Find every line in the records below that holds the word "payment", and copy it out.
——————————
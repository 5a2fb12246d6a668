//! Transaction model
//!
//! Represents a payment between two agents. A transaction settles in full
//! or not at all; partial settlement of the same ID is forbidden. A policy
//! may instead replace a divisible transaction with child transactions
//! (each carrying `parent_id`), which then settle in full themselves.
//!
//! CRITICAL: All money values are i64 (cents)

use serde::{Deserialize, Serialize};
use thiserror::Error;

/// Highest priority level a transaction may carry
pub const MAX_PRIORITY: u8 = 9;

/// Transaction status
///
/// Tracks the lifecycle of a payment through the system.
#[derive(Debug, Clone, PartialEq, Eq, Serialize, Deserialize)]
pub enum TransactionStatus {
    /// Created but not yet queued anywhere
    Pending,

    /// Held in the sender's Queue 1
    Queued1,

    /// Released to the central RTGS queue (Queue 2)
    Queued2,

    /// Fully settled
    Settled {
        /// Tick when settlement occurred
        tick: usize,
    },

    /// Removed without settling (policy drop, or superseded by split children)
    Dropped {
        /// Tick when transaction was dropped
        tick: usize,
    },

    /// Past deadline but still awaiting settlement
    Expired,
}

/// Errors that can occur during transaction operations
#[derive(Debug, Error, PartialEq, Eq)]
pub enum TransactionError {
    #[error("Transaction already settled")]
    AlreadySettled,

    #[error("Cannot settle dropped transaction")]
    TransactionDropped,
}

/// Represents a payment transaction between two agents
///
/// # Example
/// ```
/// use rtgs_engine_rs::Transaction;
///
/// let tx = Transaction::new(
///     "tx-BANK_A-000001".to_string(),
///     "BANK_A".to_string(),
///     "BANK_B".to_string(),
///     100_000, // $1,000.00 in cents
///     10,      // arrival_tick
///     50,      // deadline_tick
/// )
/// .with_priority(8)
/// .divisible();
///
/// assert_eq!(tx.amount(), 100_000);
/// assert!(tx.is_divisible());
/// ```
#[derive(Debug, Clone, Serialize, Deserialize)]
pub struct Transaction {
    /// Stable transaction identifier
    id: String,

    /// Sender agent ID
    sender_id: String,

    /// Receiver agent ID
    receiver_id: String,

    /// Transaction amount (i64 cents, always positive)
    amount: i64,

    /// Tick when transaction arrived in the system
    arrival_tick: usize,

    /// Tick by which transaction must settle to avoid penalties
    deadline_tick: usize,

    /// Priority level (0-9, higher = more urgent)
    priority: u8,

    /// Can the transaction be replaced by split children?
    is_divisible: bool,

    /// Parent transaction ID for split children
    parent_id: Option<String>,

    /// Current status
    status: TransactionStatus,

    /// Tick when the transaction was released into the RTGS path
    submission_tick: Option<usize>,

    /// First tick at which the transaction was past its deadline unsettled
    overdue_since_tick: Option<usize>,
}

impl Transaction {
    /// Create a new transaction
    ///
    /// # Panics
    /// Panics if amount <= 0 or deadline < arrival. Arrivals and scenario
    /// injection validate both before construction.
    pub fn new(
        id: String,
        sender_id: String,
        receiver_id: String,
        amount: i64,
        arrival_tick: usize,
        deadline_tick: usize,
    ) -> Self {
        assert!(amount > 0, "amount must be positive");
        assert!(
            deadline_tick >= arrival_tick,
            "deadline must not precede arrival"
        );

        Self {
            id,
            sender_id,
            receiver_id,
            amount,
            arrival_tick,
            deadline_tick,
            priority: 5,
            is_divisible: false,
            parent_id: None,
            status: TransactionStatus::Pending,
            submission_tick: None,
            overdue_since_tick: None,
        }
    }

    /// Create a split child of `parent`
    ///
    /// Children inherit sender, receiver, deadline, and priority. They are
    /// born indivisible: the parent's friction was already charged and a
    /// second split of the same obligation is not allowed.
    pub fn new_child(parent: &Transaction, child_id: String, amount: i64) -> Self {
        assert!(amount > 0, "child amount must be positive");
        Self {
            id: child_id,
            sender_id: parent.sender_id.clone(),
            receiver_id: parent.receiver_id.clone(),
            amount,
            arrival_tick: parent.arrival_tick,
            deadline_tick: parent.deadline_tick,
            priority: parent.priority,
            is_divisible: false,
            parent_id: Some(parent.id.clone()),
            status: TransactionStatus::Pending,
            submission_tick: None,
            overdue_since_tick: None,
        }
    }

    /// Set priority (builder pattern), capped at [`MAX_PRIORITY`]
    pub fn with_priority(mut self, priority: u8) -> Self {
        self.priority = priority.min(MAX_PRIORITY);
        self
    }

    /// Mark transaction as divisible (builder pattern)
    pub fn divisible(mut self) -> Self {
        self.is_divisible = true;
        self
    }

    /// Get transaction ID
    pub fn id(&self) -> &str {
        &self.id
    }

    /// Get sender agent ID
    pub fn sender_id(&self) -> &str {
        &self.sender_id
    }

    /// Get receiver agent ID
    pub fn receiver_id(&self) -> &str {
        &self.receiver_id
    }

    /// Get transaction amount (i64 cents)
    pub fn amount(&self) -> i64 {
        self.amount
    }

    /// Get arrival tick
    pub fn arrival_tick(&self) -> usize {
        self.arrival_tick
    }

    /// Get deadline tick
    pub fn deadline_tick(&self) -> usize {
        self.deadline_tick
    }

    /// Get priority level
    pub fn priority(&self) -> u8 {
        self.priority
    }

    /// Set priority, capped at [`MAX_PRIORITY`]
    pub fn set_priority(&mut self, priority: u8) {
        self.priority = priority.min(MAX_PRIORITY);
    }

    /// Check if transaction is divisible
    pub fn is_divisible(&self) -> bool {
        self.is_divisible
    }

    /// Get parent transaction ID (split children only)
    pub fn parent_id(&self) -> Option<&str> {
        self.parent_id.as_deref()
    }

    /// Get current status
    pub fn status(&self) -> &TransactionStatus {
        &self.status
    }

    /// Tick when the transaction was released to the RTGS path
    pub fn submission_tick(&self) -> Option<usize> {
        self.submission_tick
    }

    /// First tick at which the transaction was overdue
    pub fn overdue_since_tick(&self) -> Option<usize> {
        self.overdue_since_tick
    }

    /// Check if transaction has fully settled
    pub fn is_settled(&self) -> bool {
        matches!(self.status, TransactionStatus::Settled { .. })
    }

    /// Check if transaction was dropped
    pub fn is_dropped(&self) -> bool {
        matches!(self.status, TransactionStatus::Dropped { .. })
    }

    /// Check if the transaction has been marked overdue
    pub fn is_overdue(&self) -> bool {
        self.overdue_since_tick.is_some()
    }

    /// Check if transaction is past its deadline at `current_tick`
    pub fn is_past_deadline(&self, current_tick: usize) -> bool {
        current_tick > self.deadline_tick
    }

    /// Transition into Queue 1
    pub fn mark_queued1(&mut self) {
        self.status = TransactionStatus::Queued1;
    }

    /// Transition into the RTGS path at `tick`
    ///
    /// Records the submission tick used for Queue 2 ordering.
    pub fn mark_submitted(&mut self, tick: usize) {
        self.submission_tick = Some(tick);
        self.status = TransactionStatus::Queued2;
    }

    /// Mark the transaction overdue at `tick`
    ///
    /// The transaction stays in its queue and remains settleable.
    pub fn mark_overdue(&mut self, tick: usize) {
        if self.overdue_since_tick.is_none() {
            self.overdue_since_tick = Some(tick);
            self.status = TransactionStatus::Expired;
        }
    }

    /// Settle the transaction in full at `tick`
    pub fn settle(&mut self, tick: usize) -> Result<(), TransactionError> {
        if self.is_settled() {
            return Err(TransactionError::AlreadySettled);
        }
        if self.is_dropped() {
            return Err(TransactionError::TransactionDropped);
        }

        self.status = TransactionStatus::Settled { tick };
        Ok(())
    }

    /// Drop the transaction at `tick` (policy drop or split supersession)
    pub fn drop_transaction(&mut self, tick: usize) {
        self.status = TransactionStatus::Dropped { tick };
    }
}

#[cfg(test)]
mod tests {
    use super::*;

    fn tx(amount: i64) -> Transaction {
        Transaction::new(
            "tx-1".to_string(),
            "BANK_A".to_string(),
            "BANK_B".to_string(),
            amount,
            10,
            50,
        )
    }

    #[test]
    fn test_priority_capped() {
        let t = tx(100_000).with_priority(255);
        assert_eq!(t.priority(), MAX_PRIORITY);
    }

    #[test]
    fn test_settle_is_full_or_nothing() {
        let mut t = tx(100_000);
        t.settle(20).unwrap();
        assert!(t.is_settled());
        assert_eq!(t.settle(21), Err(TransactionError::AlreadySettled));
    }

    #[test]
    fn test_cannot_settle_dropped() {
        let mut t = tx(100_000);
        t.drop_transaction(15);
        assert_eq!(t.settle(16), Err(TransactionError::TransactionDropped));
    }

    #[test]
    fn test_child_inherits_and_is_indivisible() {
        let parent = tx(100_000).with_priority(8).divisible();
        let child = Transaction::new_child(&parent, "tx-1-s1".to_string(), 50_000);

        assert_eq!(child.sender_id(), parent.sender_id());
        assert_eq!(child.receiver_id(), parent.receiver_id());
        assert_eq!(child.deadline_tick(), parent.deadline_tick());
        assert_eq!(child.priority(), 8);
        assert_eq!(child.parent_id(), Some("tx-1"));
        assert!(!child.is_divisible());
    }

    #[test]
    fn test_mark_overdue_is_sticky() {
        let mut t = tx(100_000);
        t.mark_overdue(51);
        t.mark_overdue(60);
        assert_eq!(t.overdue_since_tick(), Some(51));
        assert_eq!(*t.status(), TransactionStatus::Expired);
    }

    #[test]
    fn test_overdue_still_settleable() {
        let mut t = tx(100_000);
        t.mark_overdue(51);
        t.settle(55).unwrap();
        assert!(t.is_settled());
    }

    #[test]
    #[should_panic(expected = "amount must be positive")]
    fn test_zero_amount_panics() {
        tx(0);
    }
}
——————————
Exercise answer:
//! Represents a payment between two agents. A transaction settles in full
/// Tracks the lifecycle of a payment through the system.
/// Represents a payment transaction between two agents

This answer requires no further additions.